In the entries below, find the lines that include "slot" and give their number as the whole reply.
[Opening DATA TO EXAMINE section]
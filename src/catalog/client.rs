//! Spotify Web API HTTP client

use std::time::{Duration, Instant};

use anyhow::{Context, Result};
use reqwest::Client;
use tokio::sync::Mutex;
use tracing::{debug, info};

use super::models::*;

const ACCOUNTS_TOKEN_URL: &str = "https://accounts.spotify.com/api/token";
const API_BASE_URL: &str = "https://api.spotify.com/v1";

/// Refresh slack so a token never expires mid-request
const TOKEN_EXPIRY_SLACK: Duration = Duration::from_secs(60);

/// Spotify app client id/secret pair
#[derive(Debug, Clone)]
pub struct AppCredentials {
    pub client_id: String,
    pub client_secret: String,
}

struct BearerToken {
    value: String,
    expires_at: Instant,
}

/// Client for the catalog metadata API using the client-credentials flow
pub struct CatalogClient {
    http: Client,
    credentials: AppCredentials,
    token: Mutex<Option<BearerToken>>,
}

impl CatalogClient {
    pub fn new(credentials: AppCredentials) -> Result<Self> {
        let http = Client::builder()
            .user_agent("tunegrab/0.1.0")
            .build()
            .context("Failed to create HTTP client")?;

        Ok(Self {
            http,
            credentials,
            token: Mutex::new(None),
        })
    }

    /// Fetch a token right away, verifying the app credentials
    pub async fn authenticate(&self) -> Result<()> {
        info!("Connecting to catalog API");
        let token = self.fetch_token().await?;
        *self.token.lock().await = Some(token);
        info!("Connected to catalog API");
        Ok(())
    }

    async fn fetch_token(&self) -> Result<BearerToken> {
        debug!("Requesting client-credentials token");

        let response = self
            .http
            .post(ACCOUNTS_TOKEN_URL)
            .basic_auth(
                &self.credentials.client_id,
                Some(&self.credentials.client_secret),
            )
            .form(&[("grant_type", "client_credentials")])
            .send()
            .await
            .context("Failed to reach the token endpoint")?
            .error_for_status()
            .context("Catalog API rejected the app credentials")?;

        let token: TokenResponse = response
            .json()
            .await
            .context("Failed to parse token response")?;

        Ok(BearerToken {
            value: token.access_token,
            expires_at: Instant::now() + Duration::from_secs(token.expires_in),
        })
    }

    /// Current bearer token, refreshed when (nearly) expired
    async fn bearer(&self) -> Result<String> {
        let mut slot = self.token.lock().await;
        match &*slot {
            Some(token) if token.expires_at > Instant::now() + TOKEN_EXPIRY_SLACK => {
                Ok(token.value.clone())
            }
            _ => {
                let token = self.fetch_token().await?;
                let value = token.value.clone();
                *slot = Some(token);
                Ok(value)
            }
        }
    }

    async fn get_json<T: serde::de::DeserializeOwned>(&self, url: &str) -> Result<T> {
        let bearer = self.bearer().await?;
        debug!("GET {}", url);

        let response = self
            .http
            .get(url)
            .bearer_auth(bearer)
            .send()
            .await
            .with_context(|| format!("Request to {url} failed"))?
            .error_for_status()
            .with_context(|| format!("Catalog API error for {url}"))?;

        response
            .json()
            .await
            .context("Failed to parse catalog response")
    }

    pub async fn track(&self, id: &str) -> Result<TrackObject> {
        self.get_json(&format!("{API_BASE_URL}/tracks/{id}")).await
    }

    pub async fn album(&self, id: &str) -> Result<AlbumWithTracks> {
        self.get_json(&format!("{API_BASE_URL}/albums/{id}")).await
    }

    /// All items of a playlist, following pagination
    pub async fn playlist_items(&self, id: &str) -> Result<Vec<PlaylistItem>> {
        let mut url = format!("{API_BASE_URL}/playlists/{id}/tracks");
        let mut items = Vec::new();

        loop {
            let page: PlaylistItemsPage = self.get_json(&url).await?;
            items.extend(page.items);
            match page.next {
                Some(next) => url = next,
                None => break,
            }
        }

        debug!("Playlist {} has {} items", id, items.len());
        Ok(items)
    }

    pub async fn artist_top_tracks(&self, id: &str) -> Result<Vec<TrackObject>> {
        let response: TopTracksResponse = self
            .get_json(&format!("{API_BASE_URL}/artists/{id}/top-tracks?market=US"))
            .await?;
        Ok(response.tracks)
    }

    /// Free-text track search
    pub async fn search_tracks(
        &self,
        query: &str,
        limit: usize,
        offset: usize,
    ) -> Result<Vec<TrackObject>> {
        let url = url::Url::parse_with_params(
            &format!("{API_BASE_URL}/search"),
            &[
                ("q", query),
                ("type", "track"),
                ("limit", &limit.to_string()),
                ("offset", &offset.to_string()),
            ],
        )
        .context("Failed to build search URL")?;

        let response: SearchResponse = self.get_json(url.as_str()).await?;
        Ok(response.tracks.map(|page| page.items).unwrap_or_default())
    }
}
[Closing DATA TO EXAMINE section]
**ANSWER SECTION**
3